Peyami Safa’nın Server Bedi takma adıyla bu polemiğe devam etmesi, Naci Sadullah’ın Nazım Hikmet’le gerçekleştirdiği röportajında Peyami Safa’ya cevap vermesi ve her iki yazarın kendi sütunlarında bu tartışmaları sürdürmeleri kavgayı şiddetlendirmiş ve iki yazarın takipçileri tarafından da bu eleştiriler devam ettirilmiştir.
Bir süre sonra Namık Kemal üzerinden her iki yazarın birbirine söz söylemesi Peyami Safa’nın yanında Namık Kemal’in oğlu Eli Ekrem Bolayır, Nihal Atsız’ın devreye girdiğini; Nazım Hikmet’in yanında da dönemin sol görüşlü isimlerinin bulunmasına sebep olmuştur. Şiddetli şekilde süren bu tartışmalar 1936 yılının ilk aylarından itibaren yavaş yavaş sönmüş ve gazete sütunları arasında unutulup gitmiştir.

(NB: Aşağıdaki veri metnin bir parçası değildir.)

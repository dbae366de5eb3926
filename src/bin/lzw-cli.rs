//! lzw-cli - Command-line interface for the LZW codec
//!
//! A command-line tool for compressing and decompressing files in the Unix
//! compress(1) format.

use clap::{Parser, Subcommand, ValueEnum};
use indicatif::{ProgressBar, ProgressStyle};
use lzw::{
    BitOrder, Compressor, DecodePolicy, Decompressor, Header, DEFAULT_MAX_CODE_SIZE,
    MAX_CODE_SIZE, MIN_CODE_SIZE,
};
use std::fs;
use std::path::PathBuf;
use std::time::Instant;

#[derive(Parser)]
#[command(name = "lzw-cli")]
#[command(about = "A CLI tool for compress(1) style LZW compression and decompression")]
#[command(version)]
struct Cli {
    #[command(subcommand)]
    command: Commands,

    /// Verbose output
    #[arg(short, long)]
    verbose: bool,

    /// Quiet mode (suppress non-error output)
    #[arg(short, long)]
    quiet: bool,
}

#[derive(Subcommand)]
enum Commands {
    /// Compress a file
    Compress {
        /// Input file to compress
        input: PathBuf,

        /// Output compressed file
        output: PathBuf,

        /// Maximum code size in bits
        #[arg(
            short = 'b',
            long,
            default_value_t = DEFAULT_MAX_CODE_SIZE,
            value_parser = clap::value_parser!(u8).range((MIN_CODE_SIZE as i64)..=(MAX_CODE_SIZE as i64))
        )]
        max_bits: u8,

        /// Disable block mode (no dictionary resets)
        #[arg(short, long)]
        no_block: bool,

        /// Code packing order
        #[arg(long, value_enum, default_value_t = CliBitOrder::Lsb)]
        bit_order: CliBitOrder,

        /// Force overwrite of output file
        #[arg(short, long)]
        force: bool,
    },

    /// Decompress a compressed file
    Decompress {
        /// Input compressed file
        input: PathBuf,

        /// Output decompressed file
        output: PathBuf,

        /// Code packing order
        #[arg(long, value_enum, default_value_t = CliBitOrder::Lsb)]
        bit_order: CliBitOrder,

        /// Warn about corrupt codes instead of failing
        #[arg(long)]
        lenient: bool,

        /// Force overwrite of output file
        #[arg(short, long)]
        force: bool,
    },

    /// Get information about a compressed file
    Info {
        /// Compressed file to analyze
        input: PathBuf,

        /// Code packing order
        #[arg(long, value_enum, default_value_t = CliBitOrder::Lsb)]
        bit_order: CliBitOrder,
    },
}

#[derive(Copy, Clone, PartialEq, Eq, PartialOrd, Ord, ValueEnum)]
enum CliBitOrder {
    /// Least significant bit first (compress(1) compatible)
    Lsb,
    /// Most significant bit first
    Msb,
}

impl From<CliBitOrder> for BitOrder {
    fn from(order: CliBitOrder) -> Self {
        match order {
            CliBitOrder::Lsb => BitOrder::LsbFirst,
            CliBitOrder::Msb => BitOrder::MsbFirst,
        }
    }
}

fn main() {
    let cli = Cli::parse();

    let result = match cli.command {
        Commands::Compress {
            input,
            output,
            max_bits,
            no_block,
            bit_order,
            force,
        } => match Compressor::new(!no_block, max_bits, bit_order.into()) {
            Ok(compressor) => {
                compress_file(&input, &output, &compressor, force, cli.verbose, cli.quiet)
            }
            Err(e) => Err(e.into()),
        },
        Commands::Decompress {
            input,
            output,
            bit_order,
            lenient,
            force,
        } => {
            let policy = if lenient {
                DecodePolicy::Lenient
            } else {
                DecodePolicy::Strict
            };
            let decompressor = Decompressor::new(bit_order.into()).with_policy(policy);
            decompress_file(&input, &output, &decompressor, force, cli.verbose, cli.quiet)
        }
        Commands::Info { input, bit_order } => {
            show_file_info(&input, &Decompressor::new(bit_order.into()), cli.verbose)
        }
    };

    if let Err(e) = result {
        eprintln!("Error: {}", e);
        std::process::exit(1);
    }
}

fn check_paths(
    input: &PathBuf,
    output: &PathBuf,
    force: bool,
) -> Result<(), Box<dyn std::error::Error>> {
    if !input.exists() {
        return Err(format!("Input file '{}' does not exist", input.display()).into());
    }

    if output.exists() && !force {
        return Err(format!(
            "Output file '{}' already exists. Use --force to overwrite",
            output.display()
        )
        .into());
    }

    Ok(())
}

fn progress_bar(size: usize, quiet: bool, message: &'static str) -> Option<ProgressBar> {
    if quiet || size <= 1024 * 1024 {
        return None;
    }

    let pb = ProgressBar::new(2);
    pb.set_style(
        ProgressStyle::default_bar()
            .template("{spinner:.green} [{elapsed_precise}] {bar:40.cyan/blue} {pos}/{len} {msg}")
            .unwrap()
            .progress_chars("#>-"),
    );
    pb.set_message(message);
    pb.inc(1);
    Some(pb)
}

fn compress_file(
    input: &PathBuf,
    output: &PathBuf,
    compressor: &Compressor,
    force: bool,
    verbose: bool,
    quiet: bool,
) -> Result<(), Box<dyn std::error::Error>> {
    check_paths(input, output, force)?;

    if verbose {
        println!(
            "Compressing '{}' to '{}'",
            input.display(),
            output.display()
        );
        println!(
            "Max bits: {}, Block mode: {}, Bit order: {}",
            compressor.max_code_size(),
            compressor.block_mode(),
            compressor.bit_order()
        );
    }

    let start_time = Instant::now();

    let input_data = fs::read(input)?;
    let input_size = input_data.len();

    if verbose {
        println!("Input size: {} bytes", input_size);
    }

    let progress = progress_bar(input_size, quiet, "Compressing...");

    let (compressed_data, stats) = compressor.compress_with_stats(&input_data);

    if let Some(ref pb) = progress {
        pb.inc(1);
        pb.finish_with_message("Compression complete");
    }

    fs::write(output, &compressed_data)?;

    let compression_time = start_time.elapsed();
    let output_size = compressed_data.len();
    let compression_ratio = if input_size == 0 {
        100.0
    } else {
        (output_size as f64 / input_size as f64) * 100.0
    };

    if !quiet {
        println!("✓ Compression successful!");
        println!("  Input:  {} bytes", input_size);
        println!("  Output: {} bytes", output_size);
        println!("  Ratio:  {:.1}%", compression_ratio);
        println!("  Time:   {:.2?}", compression_time);

        if verbose {
            println!("  Codes:  {}", stats.codes);
            println!("  Resets: {}", stats.resets);
        }

        if compression_ratio > 100.0 {
            println!("  Note: File expanded during compression (common for small/random data)");
        }
    }

    Ok(())
}

fn decompress_file(
    input: &PathBuf,
    output: &PathBuf,
    decompressor: &Decompressor,
    force: bool,
    verbose: bool,
    quiet: bool,
) -> Result<(), Box<dyn std::error::Error>> {
    check_paths(input, output, force)?;

    if verbose {
        println!(
            "Decompressing '{}' to '{}'",
            input.display(),
            output.display()
        );
    }

    let start_time = Instant::now();

    let compressed_data = fs::read(input)?;
    let input_size = compressed_data.len();

    if verbose {
        println!("Compressed size: {} bytes", input_size);
    }

    let progress = progress_bar(input_size, quiet, "Decompressing...");

    let (decompressed_data, stats) = decompressor
        .decompress_with_stats(&compressed_data)
        .map_err(|e| format!("Decompression failed: {}", e))?;

    if let Some(ref pb) = progress {
        pb.inc(1);
        pb.finish_with_message("Decompression complete");
    }

    fs::write(output, &decompressed_data)?;

    let decompression_time = start_time.elapsed();
    let output_size = decompressed_data.len();

    if !quiet {
        println!("✓ Decompression successful!");
        println!("  Input:  {} bytes", input_size);
        println!("  Output: {} bytes", output_size);
        if output_size > 0 {
            println!(
                "  Ratio:  {:.1}%",
                (input_size as f64 / output_size as f64) * 100.0
            );
        }
        println!("  Time:   {:.2?}", decompression_time);

        if verbose {
            println!("  Resets: {}", stats.resets);
        }
    }

    Ok(())
}

fn show_file_info(
    input: &PathBuf,
    decompressor: &Decompressor,
    verbose: bool,
) -> Result<(), Box<dyn std::error::Error>> {
    if !input.exists() {
        return Err(format!("Input file '{}' does not exist", input.display()).into());
    }

    let data = fs::read(input)?;
    let file_size = data.len();

    let header = Header::parse(&data)?;

    println!("LZW File Information:");
    println!("  File: {}", input.display());
    println!("  Size: {} bytes", file_size);
    println!("  Max Code Size: {} bits", header.max_code_size);
    println!(
        "  Block Mode: {}",
        if header.block_mode { "on" } else { "off" }
    );

    if verbose {
        println!(
            "  Header bytes: {:02x} {:02x} {:02x}",
            data[0], data[1], data[2]
        );
    }

    match decompressor.decompress_with_stats(&data) {
        Ok((decompressed, stats)) => {
            let decompressed_size = decompressed.len();
            println!("  Decompressed Size: {} bytes", decompressed_size);
            if decompressed_size > 0 {
                let compression_ratio = (file_size as f64 / decompressed_size as f64) * 100.0;
                println!("  Compression Ratio: {:.1}%", compression_ratio);
            }
            println!("  Codes: {}", stats.codes);
            println!("  Resets: {}", stats.resets);
            println!("  Status: ✓ Valid LZW file");
        }
        Err(e) => {
            println!("  Status: ✗ Invalid or corrupted LZW file");
            if verbose {
                println!("  Error: {}", e);
            }
        }
    }

    Ok(())
}
//! Encode-side dictionary
//!
//! Every entry is some existing entry extended by one byte, so an entry is
//! keyed by `(prefix code, byte)` instead of by its full byte string. Single
//! bytes are implicit: byte `b` is code `b`.

use std::collections::HashMap;

use crate::common::LITERAL_CODES;

/// Map from byte-string (as prefix code + byte) to code
#[derive(Debug, Default)]
pub struct Dictionary {
    entries: HashMap<(u32, u8), u32>,
}

impl Dictionary {
    /// Create a dictionary holding the 256 single-byte strings
    pub fn new() -> Self {
        Self {
            entries: HashMap::new(),
        }
    }

    /// Code of a single byte
    #[inline]
    pub fn literal(byte: u8) -> u32 {
        byte as u32
    }

    /// Code of `prefix` extended by `byte`, if present
    #[inline]
    pub fn lookup(&self, prefix: u32, byte: u8) -> Option<u32> {
        self.entries.get(&(prefix, byte)).copied()
    }

    /// Register `prefix` + `byte` under `code`
    pub fn insert(&mut self, prefix: u32, byte: u8, code: u32) {
        self.entries.insert((prefix, byte), code);
    }

    /// Drop everything but the single-byte strings
    pub fn reset(&mut self) {
        self.entries.clear();
    }

    /// Number of strings, single bytes included
    pub fn len(&self) -> usize {
        LITERAL_CODES as usize + self.entries.len()
    }

    /// Always false: the single-byte strings are permanent
    pub fn is_empty(&self) -> bool {
        false
    }
}
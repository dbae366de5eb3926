//! Bit-addressable growable byte buffer
//!
//! `BitBuffer` stores and retrieves unsigned integers of 1 to 31 bits at
//! arbitrary bit offsets. Single-bit access always uses absolute LSB0 indexing
//! (bit `n` is `1 << (n % 8)` of byte `n / 8`); only multi-bit varints honour
//! the configured [`BitOrder`].

use crate::{BitOrder, LzwError, Result};
use std::fmt;

/// Widest varint the buffer packs
pub const MAX_VARINT_WIDTH: u8 = 31;

/// Growable byte buffer addressed at bit granularity
#[derive(Debug, Clone, Default, PartialEq, Eq)]
pub struct BitBuffer {
    field: Vec<u8>,
    order: BitOrder,
}

impl BitBuffer {
    /// Create an empty buffer
    pub fn new(order: BitOrder) -> Self {
        Self {
            field: Vec::new(),
            order,
        }
    }

    /// Wrap existing bytes
    pub fn from_bytes(bytes: Vec<u8>, order: BitOrder) -> Self {
        Self {
            field: bytes,
            order,
        }
    }

    /// Bit order used for varint packing
    pub fn order(&self) -> BitOrder {
        self.order
    }

    /// Raw bytes
    pub fn as_bytes(&self) -> &[u8] {
        &self.field
    }

    /// Consume the buffer and return its bytes
    pub fn into_bytes(self) -> Vec<u8> {
        self.field
    }

    /// Length in bytes
    pub fn len(&self) -> usize {
        self.field.len()
    }

    /// True when no byte has been defined yet
    pub fn is_empty(&self) -> bool {
        self.field.is_empty()
    }

    /// Length in bits
    pub fn bit_len(&self) -> usize {
        self.field.len() * 8
    }

    /// Grow (zero-filled, whole bytes) so that bit `pos` exists
    fn ensure_bit(&mut self, pos: usize) {
        let needed = pos / 8 + 1;
        if self.field.len() < needed {
            self.field.resize(needed, 0);
        }
    }

    /// Read the bit at absolute index `pos`, growing the buffer if needed
    pub fn get_bit(&mut self, pos: usize) -> u8 {
        self.ensure_bit(pos);
        (self.field[pos / 8] >> (pos % 8)) & 1
    }

    /// Write the bit at absolute index `pos`, growing the buffer if needed
    pub fn set_bit(&mut self, pos: usize, value: u8) -> Result<()> {
        if value > 1 {
            return Err(LzwError::InvalidBitValue(value));
        }
        self.ensure_bit(pos);
        self.put_bit(pos, value == 1);
        Ok(())
    }

    #[inline]
    fn put_bit(&mut self, pos: usize, on: bool) {
        let mask = 1u8 << (pos % 8);
        if on {
            self.field[pos / 8] |= mask;
        } else {
            self.field[pos / 8] &= !mask;
        }
    }

    /// Absolute index of bit `b` of a `width`-bit varint starting at `pos`
    #[inline]
    fn varint_bit(&self, pos: usize, width: u8, b: u8) -> usize {
        match self.order {
            BitOrder::LsbFirst => pos + b as usize,
            BitOrder::MsbFirst => pos + (width - 1 - b) as usize,
        }
    }

    /// Write `value` as a `width`-bit unsigned integer starting at bit `pos`
    pub fn set_varint(&mut self, pos: usize, width: u8, value: u32) -> Result<&mut Self> {
        if width == 0 || width > MAX_VARINT_WIDTH {
            return Err(LzwError::InvalidWidth(width));
        }
        if value >> width != 0 {
            return Err(LzwError::IntegerOverflow { value, width });
        }

        self.write_bits(pos, width, value);
        Ok(self)
    }

    /// Unchecked varint write; callers guarantee `value < 2^width`
    pub(crate) fn write_bits(&mut self, pos: usize, width: u8, value: u32) {
        debug_assert!(width > 0 && width <= MAX_VARINT_WIDTH && value >> width == 0);
        self.ensure_bit(pos + width as usize - 1);
        for b in 0..width {
            let at = self.varint_bit(pos, width, b);
            self.put_bit(at, (value >> b) & 1 == 1);
        }
    }

    /// Read a `width`-bit unsigned integer starting at bit `pos`
    ///
    /// Returns `None` without growing the buffer when the range runs past the
    /// defined bits or `width` is outside 1..=31.
    pub fn get_varint(&self, pos: usize, width: u8) -> Option<u32> {
        if width == 0 || width > MAX_VARINT_WIDTH {
            return None;
        }
        if pos.checked_add(width as usize)? > self.bit_len() {
            return None;
        }

        let mut value = 0u32;
        for b in 0..width {
            let at = self.varint_bit(pos, width, b);
            let bit = (self.field[at / 8] >> (at % 8)) & 1;
            value |= (bit as u32) << b;
        }
        Some(value)
    }

    /// Iterate over every bit in absolute index order
    pub fn iter(&self) -> impl Iterator<Item = u8> + '_ {
        self.field
            .iter()
            .flat_map(|&byte| (0..8u8).map(move |b| (byte >> b) & 1))
    }
}

impl fmt::Display for BitBuffer {
    fn fmt(&self, f: &mut fmt::Formatter<'_>) -> fmt::Result {
        for bit in self.iter() {
            f.write_str(if bit == 1 { "1" } else { "0" })?;
        }
        Ok(())
    }
}

#[cfg(test)]
mod tests {
    use super::*;

    #[test]
    fn test_set_bit_in_existing_byte() {
        let mut buf = BitBuffer::from_bytes(vec![0x00], BitOrder::LsbFirst);
        buf.set_bit(5, 1).unwrap();
        assert_eq!(buf.as_bytes(), &[0x20]);
    }

    #[test]
    fn test_set_bit_beyond_size() {
        let mut buf = BitBuffer::new(BitOrder::LsbFirst);
        for pos in 8..16 {
            buf.set_bit(pos, 1).unwrap();
        }
        assert_eq!(buf.as_bytes(), &[0x00, 0xFF]);
    }

    #[test]
    fn test_set_bit_rejects_non_binary() {
        let mut buf = BitBuffer::new(BitOrder::LsbFirst);
        assert!(matches!(buf.set_bit(0, 2), Err(LzwError::InvalidBitValue(2))));
    }

    #[test]
    fn test_get_bit_grows() {
        let mut buf = BitBuffer::new(BitOrder::LsbFirst);
        assert_eq!(buf.get_bit(9), 0);
        assert_eq!(buf.len(), 2);

        let mut buf = BitBuffer::new(BitOrder::LsbFirst);
        assert_eq!(buf.get_bit(32), 0);
        assert_eq!(buf.len(), 5);
    }

    #[test]
    fn test_display_and_iter() {
        let buf = BitBuffer::from_bytes(vec![0xFF], BitOrder::LsbFirst);
        assert_eq!(buf.to_string(), "11111111");
        assert_eq!(buf.iter().filter(|&b| b == 1).count(), 8);
    }

    #[test]
    fn test_varint_store_and_fetch() {
        let mut buf = BitBuffer::new(BitOrder::LsbFirst);
        buf.set_varint(0, 12, (1 << 12) - 1).unwrap();
        assert_eq!(buf.to_string(), "1111111111110000");
        assert_eq!(buf.get_varint(0, 12), Some((1 << 12) - 1));
    }

    #[test]
    fn test_varint_overflow() {
        let mut buf = BitBuffer::new(BitOrder::LsbFirst);
        assert!(matches!(
            buf.set_varint(0, 9, 512),
            Err(LzwError::IntegerOverflow {
                value: 512,
                width: 9
            })
        ));
        assert!(matches!(
            buf.set_varint(0, 32, 1),
            Err(LzwError::InvalidWidth(32))
        ));
    }

    #[test]
    fn test_get_varint_beyond_end() {
        let buf = BitBuffer::new(BitOrder::LsbFirst);
        assert_eq!(buf.get_varint(32, 9), None);
        assert!(buf.is_empty());

        let buf = BitBuffer::from_bytes(vec![0xAB, 0xCD], BitOrder::LsbFirst);
        assert_eq!(buf.get_varint(8, 9), None);
        assert_eq!(buf.len(), 2);
        assert!(buf.get_varint(7, 9).is_some());
    }

    #[test]
    fn test_subscript_ignores_order() {
        let mut lsb = BitBuffer::new(BitOrder::LsbFirst);
        lsb.set_bit(4, 1).unwrap();

        let mut msb = BitBuffer::new(BitOrder::MsbFirst);
        msb.set_bit(4, 1).unwrap();

        assert_eq!(lsb.as_bytes(), msb.as_bytes());
    }

    #[test]
    fn test_varint_bit_order() {
        let mut lsb = BitBuffer::new(BitOrder::LsbFirst);
        lsb.set_varint(0, 8, 15).unwrap();
        assert_eq!(lsb.to_string(), "11110000");

        let mut msb = BitBuffer::new(BitOrder::MsbFirst);
        msb.set_varint(0, 8, 15).unwrap();
        assert_eq!(msb.to_string(), "00001111");

        assert_ne!(lsb.as_bytes(), msb.as_bytes());
        assert_eq!(msb.get_varint(0, 8), Some(15));
    }

    #[test]
    fn test_unaligned_varints() {
        for order in [BitOrder::LsbFirst, BitOrder::MsbFirst] {
            let mut buf = BitBuffer::new(order);
            let values = [(9u8, 300u32), (13, 8000), (31, 0x7FFF_FFFF), (1, 1), (10, 0)];
            let mut pos = 3;
            for &(width, value) in &values {
                buf.set_varint(pos, width, value).unwrap();
                pos += width as usize;
            }

            let mut pos = 3;
            for &(width, value) in &values {
                assert_eq!(buf.get_varint(pos, width), Some(value), "{order}");
                pos += width as usize;
            }
        }
    }

    #[test]
    fn test_overwrite_clears_bits() {
        let mut buf = BitBuffer::from_bytes(vec![0xFF, 0xFF], BitOrder::LsbFirst);
        buf.set_varint(4, 8, 0).unwrap();
        assert_eq!(buf.as_bytes(), &[0x0F, 0xF0]);
    }
}
//! Code width bookkeeping shared by encoder and decoder
//!
//! Both sides of the codec must grow the code width and freeze the dictionary
//! at exactly the same code, so the rule lives in one place.

use crate::common::{INIT_CODE_SIZE, LITERAL_CODES, RESET_CODE};

/// Code size, next code and growth threshold for one dictionary epoch
#[derive(Debug, Clone)]
pub struct CodeWidth {
    max_code_size: u8,
    first_code: u32,
    code_size: u8,
    next_code: u32,
    next_increase: u64,
    frozen: bool,
}

impl CodeWidth {
    /// Start a fresh epoch
    ///
    /// In block mode code 256 is reserved for RESET and assignment starts at 257.
    pub fn new(max_code_size: u8, block_mode: bool) -> Self {
        let first_code = if block_mode {
            RESET_CODE + 1
        } else {
            LITERAL_CODES
        };
        Self {
            max_code_size,
            first_code,
            code_size: INIT_CODE_SIZE,
            next_code: first_code,
            next_increase: 1u64 << INIT_CODE_SIZE,
            frozen: false,
        }
    }

    /// Return to the initial epoch state
    pub fn reset(&mut self) {
        self.code_size = INIT_CODE_SIZE;
        self.next_code = self.first_code;
        self.next_increase = 1u64 << INIT_CODE_SIZE;
        self.frozen = false;
    }

    /// Claim the next code for a new dictionary entry
    ///
    /// Grows the width first when the next code no longer fits. Once the width
    /// is at `max_code_size` and full, the dictionary freezes and `None` is
    /// returned until the next reset.
    pub fn reserve(&mut self) -> Option<u32> {
        if self.frozen {
            return None;
        }

        if u64::from(self.next_code) >= self.next_increase {
            if self.code_size < self.max_code_size {
                self.code_size += 1;
                self.next_increase <<= 1;
                log::trace!("code width grew to {} bits", self.code_size);
            } else {
                self.frozen = true;
                log::trace!("dictionary frozen at {} codes", self.next_code);
                return None;
            }
        }

        let code = self.next_code;
        self.next_code += 1;
        Some(code)
    }

    /// Current width in bits
    pub fn code_size(&self) -> u8 {
        self.code_size
    }

    /// Code the next entry would receive
    pub fn next_code(&self) -> u32 {
        self.next_code
    }

    /// First code assigned in every epoch
    pub fn first_code(&self) -> u32 {
        self.first_code
    }

    /// True once no further entries will be assigned this epoch
    pub fn is_frozen(&self) -> bool {
        self.frozen
    }
}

1935-36 yıllarında iki farklı dünya görüşüne sahip dönemin önemli yazarları olan Nazım Hikmet ile Peyami Safa arasında gerçekleşen bu polemik, edebiyat tarihi içerisinde kalem kavgalarının önemli olanlarından bir tanesidir. Edebiyatın gazete sütunlarında tartışıldığı dönemlerden edebiyatın gazetelerden uzaklaştığı günümüz sanat anlayışı arasında farklılığın ne durumda olduğu aşikârdır. Üslup açısından sert söylemlerin yer aldığı ve yer yer kutuplaşmaların söz konusu olduğu bu tartışmaların hakaret içeren boyutları dışında edebiyat tarihine bıraktığı iz oldukça önemlidir.